How to Deal with Imposter Syndrome

Mon - 7 Feb 2022


‘I don’t know what I’m doing.’ I’m not who they think I am.’ ‘I’m a fraud.’ ‘I’m good at faking it.’ ‘I’m going to be found out’ Ever had any of those thoughts?


Can you relate?


It wasn’t until I was in my fifties, that I came across the term imposter syndrome. It wasn’t until recently, last week, that I watched a YouTube discussion between two people who have imposter syndrome that I realised there is something that you can do about it!


I would like to share what I learned.


Let me start by quoting Dr. Rachel Zoffness. ‘… Imposter syndrome happens during times of human growth. It’s actually a sign of success. It’s a sign that you’re stepping out of your comfort zone. You’re challenging and pushing yourself.‘


Who do you think you are?


Whenever I think of that phrase I’m immediately transported back to someone reporting something they’d heard someone say about me. ’Who does she think she is? She needs to be taken down a peg or two.’


Harsh.


Looking back on that, I wonder why that person told me what she had heard. Maybe because she didn’t like that person - ok I suspect hated them intensely - and wanted to provoke that same animosity in me. The result was an intense period of imposter syndrome that made me very unhappy.


Was it kind? Was it necessary?


The thing is, it ignited that flame of self-doubt that lurked in me - and I suspect lurks in all of us. And the fire burned stronger with every decision I faced, until even small decisions became tortuous events where I fought myself over which way to turn.


The thing is, I was already vulnerable. And that’s the point here. If you are in a position of confidence, self-assuredness with established self-worth and self-esteem you have resilience. I was not. And having imposter syndrome - which I had no understanding of at the time - certainly doesn’t help.

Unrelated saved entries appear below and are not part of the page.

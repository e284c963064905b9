//! Document user store
//!
//! Users live in the `users` collection; `_id` is a driver-generated
//! ObjectId, exposed to clients as 24 lowercase hex characters.

use async_trait::async_trait;
use futures::TryStreamExt;
use mongodb::bson::oid::ObjectId;
use mongodb::bson::{doc, Bson};
use mongodb::options::ReturnDocument;
use mongodb::{Client, Collection};
use roster_core::{User, UserPayload};
use serde::{Deserialize, Serialize};

use super::{DbError, UserStore};
use crate::config::{Backend, MongoSettings};

/// Collection holding user documents
pub const USERS_COLLECTION: &str = "users";

/// Stored document shape
#[derive(Debug, Clone, Serialize, Deserialize)]
struct UserDocument {
    #[serde(rename = "_id", skip_serializing_if = "Option::is_none")]
    id: Option<ObjectId>,
    email: String,
    first_name: String,
    last_name: String,
    age: i32,
    #[serde(default)]
    aliases: Option<Vec<String>>,
}

impl From<UserPayload> for UserDocument {
    fn from(p: UserPayload) -> Self {
        Self {
            id: None,
            email: p.email,
            first_name: p.first_name,
            last_name: p.last_name,
            age: p.age,
            aliases: p.aliases,
        }
    }
}

impl UserDocument {
    fn into_user(self, id: ObjectId) -> User {
        User {
            id: id.to_hex(),
            email: self.email,
            first_name: self.first_name,
            last_name: self.last_name,
            age: self.age,
            aliases: self.aliases,
        }
    }
}

fn parse_object_id(id: &str) -> Result<ObjectId, DbError> {
    ObjectId::parse_str(id).map_err(|_| DbError::InvalidId {
        id: id.to_owned(),
        reason: "expected a 24-character hex object id",
    })
}

/// MongoDB-backed [`UserStore`]
#[derive(Clone)]
pub struct MongoUserStore {
    client: Client,
    users: Collection<UserDocument>,
}

impl MongoUserStore {
    /// Connect and ping the deployment.
    pub async fn connect(settings: &MongoSettings) -> Result<Self, DbError> {
        let uri = settings.require_uri()?;

        let client = Client::with_uri_str(uri)
            .await
            .map_err(DbError::mongo("connect"))?;

        client
            .database("admin")
            .run_command(doc! { "ping": 1 })
            .await
            .map_err(DbError::mongo("ping"))?;

        tracing::info!(database = %settings.database, "Connected to MongoDB");

        let users = client
            .database(&settings.database)
            .collection::<UserDocument>(USERS_COLLECTION);

        Ok(Self { client, users })
    }
}

/// Documents read back always carry `_id`.
fn stored(document: UserDocument, operation: &'static str) -> Result<User, DbError> {
    let id = document.id.ok_or(DbError::Unexpected {
        operation,
        reason: "document without _id",
    })?;
    Ok(document.into_user(id))
}

#[async_trait]
impl UserStore for MongoUserStore {
    fn backend(&self) -> Backend {
        Backend::Mongo
    }

    async fn list(&self) -> Result<Vec<User>, DbError> {
        let documents: Vec<UserDocument> = self
            .users
            .find(doc! {})
            .sort(doc! { "_id": 1 })
            .await
            .map_err(DbError::mongo("list_users"))?
            .try_collect()
            .await
            .map_err(DbError::mongo("list_users"))?;

        documents
            .into_iter()
            .map(|d| stored(d, "list_users"))
            .collect()
    }

    async fn get(&self, id: &str) -> Result<User, DbError> {
        let oid = parse_object_id(id)?;

        let document = self
            .users
            .find_one(doc! { "_id": oid })
            .await
            .map_err(DbError::mongo("get_user"))?
            .ok_or_else(|| DbError::user_not_found(id))?;

        stored(document, "get_user")
    }

    async fn create(&self, payload: UserPayload) -> Result<User, DbError> {
        let document = UserDocument::from(payload);

        let result = self
            .users
            .insert_one(&document)
            .await
            .map_err(DbError::mongo("create_user"))?;

        match result.inserted_id {
            Bson::ObjectId(oid) => Ok(document.into_user(oid)),
            _ => Err(DbError::Unexpected {
                operation: "create_user",
                reason: "insert returned a non-ObjectId id",
            }),
        }
    }

    async fn update(&self, id: &str, payload: UserPayload) -> Result<User, DbError> {
        let oid = parse_object_id(id)?;

        let document = self
            .users
            .find_one_and_replace(doc! { "_id": oid }, UserDocument::from(payload))
            .return_document(ReturnDocument::After)
            .await
            .map_err(DbError::mongo("update_user"))?
            .ok_or_else(|| DbError::user_not_found(id))?;

        stored(document, "update_user")
    }

    async fn delete(&self, id: &str) -> Result<(), DbError> {
        let oid = parse_object_id(id)?;

        let result = self
            .users
            .delete_one(doc! { "_id": oid })
            .await
            .map_err(DbError::mongo("delete_user"))?;

        tracing::debug!(id, deleted = result.deleted_count, "delete_user");
        Ok(())
    }

    async fn close(&self) {
        self.client.clone().shutdown().await;
        tracing::info!("MongoDB client closed");
    }
}

#[cfg(test)]
mod tests {
    use super::*;

    #[test]
    fn parses_hex_ids() {
        let oid = parse_object_id("507f1f77bcf86cd799439011").unwrap();
        assert_eq!(oid.to_hex(), "507f1f77bcf86cd799439011");

        let err = parse_object_id("67e55044-10b1-426f-9247-bb680e5fe0c8").unwrap_err();
        assert!(matches!(err, DbError::InvalidId { .. }));
    }

    #[test]
    fn new_documents_have_no_id() {
        let document = UserDocument::from(UserPayload {
            email: "a@x.com".into(),
            first_name: "A".into(),
            last_name: "B".into(),
            age: 30,
            aliases: None,
        });
        let bson = mongodb::bson::to_document(&document).unwrap();
        assert!(!bson.contains_key("_id"));
        assert!(matches!(bson.get("aliases"), Some(Bson::Null)));
        assert_eq!(bson.get_str("first_name").unwrap(), "A");
    }

    // Run with: MONGO_DB_URI=mongodb://... cargo test -p roster-server --features mongo -- --ignored

    #[tokio::test]
    #[ignore = "requires database"]
    async fn create_get_update_delete() {
        let uri = std::env::var("MONGO_DB_URI").expect("MONGO_DB_URI required");
        let store = MongoUserStore::connect(&MongoSettings {
            uri: Some(uri),
            database: "roster_test".into(),
        })
        .await
        .expect("connect failed");

        let created = store
            .create(UserPayload {
                email: "m@x.com".into(),
                first_name: "M".into(),
                last_name: "N".into(),
                age: 40,
                aliases: None,
            })
            .await
            .unwrap();
        assert_eq!(created.id.len(), 24);
        assert_eq!(store.get(&created.id).await.unwrap(), created);

        store.delete(&created.id).await.unwrap();
        assert!(store.get(&created.id).await.unwrap_err().is_not_found());
    }
}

Imposter syndrome often appears when good things are happening in your life.


I was new in the job. I was good at my job. I was full of enthusiasm and new ideas. I believed I could bring something fresh. All the things you would think would be an asset. And they would be if I was in a different place. I’m sure this is a familiar situation and shared by many.


Steps to deal with imposter syndrome


Acknowledge it
Externalise it
Reframe it

The first step to dealing with imposter syndrome, is to identify what you are feeling and name it. To recognise it for what it is. Put simply, it is a way of thinking. These unhelpful phrases, this story, that we are telling ourselves if not only unhelpful it is most probably untrue.


Next, understand that this occurs most commonly when you are facing a new challenge in your life - a new job, a new position, a new venture. I suppose you could say you are out of your comfort zone. Tell yourself, ‘This is scary. I’m unsure I can do this. But I’m feeling this because I’m doing (or about to do) something that is challenging and important to me ’


Then, change your thinking. This will take practice and will probably not come easily at first. When you’re having an imposter syndrome episode it means you are moving forward with your life. You’re stretching yourself a little bit. You are growing and succeeding. It often happens to people who are high achieving. Feel proud that you are pushing yourself to do something that is making you feel uncomfortable, facing your fear and doing it anyway.


Know that if you have imposter syndrome you will most likely always have it. It may remain dormant for much of the time but it will come back to haunt you.


If we resist doing anything about it, it will persist.